少ない場所と言えばいいじゃないかと言われればそうだけど、今日は行事があって人がいない。
この学校は治安も良くサボる人も滅多にいない。
せいぜい、本当に追い詰められたか。
家庭内で誰かが危篤だとか。
とにかくよほどなことがないとこの学校では早退も珍しい。
みんな元気で、活発で、恋も盛んだ……。
「ありがとう、うれしいっ……!」
春先。
制服からはみ出したセーターの袖や裾。
風になびく、校則を守りつつも軽く染めた髪色の光の反射。
手を口元に寄せて、合わせて、僕の告白を、喜んでくれている。
「え、ほんとに? あんまり喋ったことないのに……」
僕は不安になる。
僕が好きになったのは、普通の女の子だ。
同じ学校に通う、高校一年生。
でも、中学校も同じだったので存在は知っていた。
「でもごめんね、わたしっ、ごめん、せっかく好きなのにっ」
彼女が混乱し始める。
「なに? ……なんでも言って……」
僕も純情だった。
もしかして、もう付き合ってる人がいるんだろうか。

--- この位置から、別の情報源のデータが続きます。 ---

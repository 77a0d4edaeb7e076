//! Shared types for the move-sequencer workspace.
//!
//! This crate holds the data that flows between the orchestration engine,
//! the ledger collaborators and whatever presentation layer sits on top:
//!
//! - [`step`]: operation targets and step definitions
//! - [`payload`]: single-call and composite payloads handed to a ledger
//! - [`outcome`]: simulation outcomes, execution handles and signer identity
//! - [`env_utils`]: environment variable parsing helpers

pub mod env_utils;
pub mod outcome;
pub mod payload;
pub mod step;

pub use outcome::{
    DeltaKind, ExecutionHandle, LedgerEvent, SignerIdentity, SimulationOutcome, StateDelta,
    SubmitOptions,
};
pub use payload::{CallUnit, ScriptArgument, ScriptCall, TransactionPayload};
pub use step::{OperationTarget, StepDefinition};
//! Simulation and execution gateways.
//!
//! Both gateways accept a [`WorkUnit`] and hide whether it is one step or a
//! batch: a single step goes out as an entry-function payload, a batch is
//! composed by the ledger into one composite payload. Failures leave the
//! gateway as [`EngineError`]s; a simulated-but-rejected outcome is returned
//! as a normal result.

use anyhow::{anyhow, Context, Result};
use std::sync::Arc;
use std::time::Instant;
use tracing::{debug, warn};

use sequencer_types::{
    CallUnit, ExecutionHandle, SignerIdentity, SimulationOutcome, SubmitOptions,
    TransactionPayload,
};

use crate::batch_builder;
use crate::errors::EngineError;
use crate::ledger::{LedgerClient, SignerProvider};
use crate::state::WorkUnit;

/// Build the payload for `unit` as `identity` would submit it.
pub fn build_payload(
    ledger: &dyn LedgerClient,
    unit: &WorkUnit,
    identity: &SignerIdentity,
) -> Result<TransactionPayload> {
    match unit {
        WorkUnit::Single { step, .. } => Ok(batch_builder::single_call(step)),
        WorkUnit::Batch { steps, .. } => {
            let units: Vec<CallUnit> = steps.iter().map(CallUnit::from).collect();
            ledger
                .compose_batch(&units, identity)
                .with_context(|| format!("failed to compose {}", unit.label()))
        }
    }
}

#[derive(Clone)]
pub struct SimulationGateway {
    ledger: Arc<dyn LedgerClient>,
    signer: Arc<dyn SignerProvider>,
}

impl SimulationGateway {
    pub fn new(ledger: Arc<dyn LedgerClient>, signer: Arc<dyn SignerProvider>) -> Self {
        Self { ledger, signer }
    }

    /// Evaluate `unit` without committing anything.
    pub async fn evaluate(&self, unit: &WorkUnit) -> Result<SimulationOutcome, EngineError> {
        self.evaluate_inner(unit).await.map_err(|err| {
            warn!(unit = %unit.label(), error = %format!("{err:#}"), "simulation failed");
            EngineError::evaluation(err)
        })
    }

    async fn evaluate_inner(&self, unit: &WorkUnit) -> Result<SimulationOutcome> {
        let identity = self
            .signer
            .active_identity()
            .ok_or_else(|| anyhow!("no active signer identity"))?;
        let payload = build_payload(self.ledger.as_ref(), unit, &identity)?;

        let start = Instant::now();
        let outcome = self
            .ledger
            .evaluate(&payload, &identity.public_key)
            .await
            .with_context(|| format!("evaluate {} on {}", unit.label(), self.ledger.network_name()))?;
        debug!(
            unit = %unit.label(),
            calls = payload.call_count(),
            success = outcome.success,
            gas = %outcome.gas_estimate,
            elapsed_ms = start.elapsed().as_millis() as u64,
            "simulation finished"
        );
        Ok(outcome)
    }
}

#[derive(Clone)]
pub struct ExecutionGateway {
    ledger: Arc<dyn LedgerClient>,
    signer: Arc<dyn SignerProvider>,
    options: SubmitOptions,
}

impl ExecutionGateway {
    pub fn new(
        ledger: Arc<dyn LedgerClient>,
        signer: Arc<dyn SignerProvider>,
        options: SubmitOptions,
    ) -> Self {
        Self {
            ledger,
            signer,
            options,
        }
    }

    /// Sign and submit `unit`. A returned handle means the ledger accepted the
    /// transaction, not that it is final.
    pub async fn submit(&self, unit: &WorkUnit) -> Result<ExecutionHandle, EngineError> {
        self.submit_inner(unit).await.map_err(|err| {
            warn!(unit = %unit.label(), error = %format!("{err:#}"), "submission failed");
            EngineError::submission(err)
        })
    }

    async fn submit_inner(&self, unit: &WorkUnit) -> Result<ExecutionHandle> {
        let identity = self
            .signer
            .active_identity()
            .ok_or_else(|| anyhow!("no active signer identity"))?;
        let payload = build_payload(self.ledger.as_ref(), unit, &identity)?;

        let start = Instant::now();
        let handle = self
            .signer
            .sign_and_submit(&payload, &self.options)
            .await
            .with_context(|| format!("submit {} on {}", unit.label(), self.ledger.network_name()))?;
        debug!(
            unit = %unit.label(),
            tx_id = %handle.transaction_id,
            elapsed_ms = start.elapsed().as_millis() as u64,
            "submission accepted"
        );
        Ok(handle)
    }
}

その人とは別れられないし、僕の告白は受け入れられないとか。
彼女が近づいてくる、あたりをそっと見回して。
「わたし、すごく、えっちなの……っ」
僕は少し後ろに動いて、でも、すでに近づかれた時に手を取られていたから心がどうしようもなく、静かに彼女の言葉を待っていた。
「でも、ごめんっ、わたし!……っ」
顔が真っ赤だった。言うのに勇気のいることなんだろう。辛抱強く待とう、聞こうと彼女と向き合う僕に彼女は。